Ultimately, healthcare is but one piece of the broad social milieu that contribute to outcomes in the USA. Many of the existing factors that drive important outcomes like the lack of economic resources and opportunities in underserved communities are lingering relics from historical policies that have set the stage for poorer performance along many indicators including healthcare outcomes. Because much of the literature and data are retrospective, factors that directly drive the observed difference in outcome are not always clear nor definitive. For example, what is the impact that the lack of healthcare insurance has to directly drive mortality in trauma patients versus how much of the impact is attributed to additional co-existing factors such as the access to economic opportunities, education, social support networks, and other unmeasured variables. Along the same lines, there is a clear association of increased mortality among minorities injured by trauma. However, what are the cumulative effects of poverty, education, and living environment on outcomes and are there other important factors that we have yet to uncover? [1, 11].

The argument remains that there are likely unmeasured variables contributing to disparate outcomes and increased advocacy around more research is desperately needed. For example, increasingly the role of mental health and its impact on people injured by trauma has been described. People who live in areas that experience high rates of violent trauma experience significant levels of depression and post-traumatic stress disorder from prior personal trauma, adversity, neighborhood disadvantage, and poorer health. These factors that are important for normal functioning have been observed to effect preinjury health and in turn are associated with acute psychological reactions in almost half of trauma victims at 3 months after hospital discharge [32].

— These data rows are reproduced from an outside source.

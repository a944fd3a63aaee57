//! Identity resolution
//!
//! Maps a user reference from a build step (`"app"`, `"1000:1000"`,
//! `"ContainerUser"`) to the identity the kernel understands: a UID/GID set
//! on POSIX hosts, a security identifier on Windows hosts.

#[cfg(windows)]
pub mod account;
pub mod chown;
pub mod lookup;
pub mod passwd;

#[cfg(windows)]
pub use account::lookup_account_sid;
pub use chown::{ChownOpt, UserOpt};
pub use lookup::{resolve_in_container, HelperRunner, IdentityRecord, GET_USER_INFO_COMMAND};
pub use passwd::{lookup_user, parse_uid_gid};

use serde::{Deserialize, Serialize};

/// Built-in administrator account of Windows containers
pub const CONTAINER_ADMINISTRATOR: &str = "ContainerAdministrator";
/// Built-in unprivileged account of Windows containers
pub const CONTAINER_USER: &str = "ContainerUser";
/// SID of `ContainerAdministrator`
pub const CONTAINER_ADMINISTRATOR_SID: &str = "S-1-5-93-2-1";
/// SID of `ContainerUser`
pub const CONTAINER_USER_SID: &str = "S-1-5-93-2-2";

/// Kernel-level identity of a process or file owner
#[derive(Debug, Clone, PartialEq, Eq, Serialize, Deserialize)]
#[serde(rename_all = "lowercase")]
pub enum ResolvedIdentity {
    /// POSIX identity
    Numeric {
        uid: u32,
        gid: u32,
        #[serde(default)]
        additional_gids: Vec<u32>,
    },
    /// Windows security identifier
    Sid { sid: String, name: String },
}

impl ResolvedIdentity {
    /// POSIX identity without supplementary groups
    pub fn numeric(uid: u32, gid: u32) -> Self {
        ResolvedIdentity::Numeric {
            uid,
            gid,
            additional_gids: Vec::new(),
        }
    }

    /// Windows identity
    pub fn sid(sid: &str, name: &str) -> Self {
        ResolvedIdentity::Sid {
            sid: sid.to_string(),
            name: name.to_string(),
        }
    }

    /// Identity of `ContainerAdministrator`
    pub fn container_administrator() -> Self {
        Self::sid(CONTAINER_ADMINISTRATOR_SID, CONTAINER_ADMINISTRATOR)
    }

    /// Identity of `ContainerUser`
    pub fn container_user() -> Self {
        Self::sid(CONTAINER_USER_SID, CONTAINER_USER)
    }

    /// UID and GID, if this is a POSIX identity
    pub fn uid_gid(&self) -> Option<(u32, u32)> {
        match self {
            ResolvedIdentity::Numeric { uid, gid, .. } => Some((*uid, *gid)),
            ResolvedIdentity::Sid { .. } => None,
        }
    }

    /// Security identifier, if this is a Windows identity
    pub fn sid_str(&self) -> Option<&str> {
        match self {
            ResolvedIdentity::Sid { sid, .. } => Some(sid),
            ResolvedIdentity::Numeric { .. } => None,
        }
    }
}

/// Map a built-in Windows account alias to its identity.
///
/// The empty string means the administrator. Returns `None` for any other
/// name, which can only be resolved from inside the image.
pub fn builtin_windows_identity(user: &str) -> Option<ResolvedIdentity> {
    if user.is_empty() || user.eq_ignore_ascii_case(CONTAINER_ADMINISTRATOR) {
        Some(ResolvedIdentity::container_administrator())
    } else if user.eq_ignore_ascii_case(CONTAINER_USER) {
        Some(ResolvedIdentity::container_user())
    } else {
        None
    }
}

#[cfg(test)]
mod tests {
    use super::*;

    #[test]
    fn test_builtin_aliases() {
        let admin = builtin_windows_identity("containeradministrator").unwrap();
        assert_eq!(admin.sid_str(), Some(CONTAINER_ADMINISTRATOR_SID));
        assert_eq!(builtin_windows_identity(""), Some(admin));

        let user = builtin_windows_identity("CONTAINERUSER").unwrap();
        assert_eq!(user.sid_str(), Some(CONTAINER_USER_SID));

        assert!(builtin_windows_identity("app").is_none());
    }

    #[test]
    fn test_numeric_accessors() {
        let id = ResolvedIdentity::numeric(1000, 100);
        assert_eq!(id.uid_gid(), Some((1000, 100)));
        assert!(id.sid_str().is_none());
    }
}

Advocacy efforts surrounding continued research into actionable determinants of health must be continued at individual, healthcare system, and societal levels in a coordinated fashion so that we continue to drive down disparity among trauma patients.

Conclusions

Geography, race, ethnicity, income, and health insurance coverage continue to account for disparate health outcomes among trauma victims. The extent to which these factors drive differences in healthcare accessibility, in-hospital mortality, and access to rehabilitative care among others and how much is attributable to other unmeasured social determinants of health is an important focus for future research. Additionally, continuing to address disparity at a healthcare level through better accessibility for trauma care, healthcare coverage, and coordinating efforts both legislatively and locally will continue to be important in providing equitable care and reducing health disparity in trauma patients.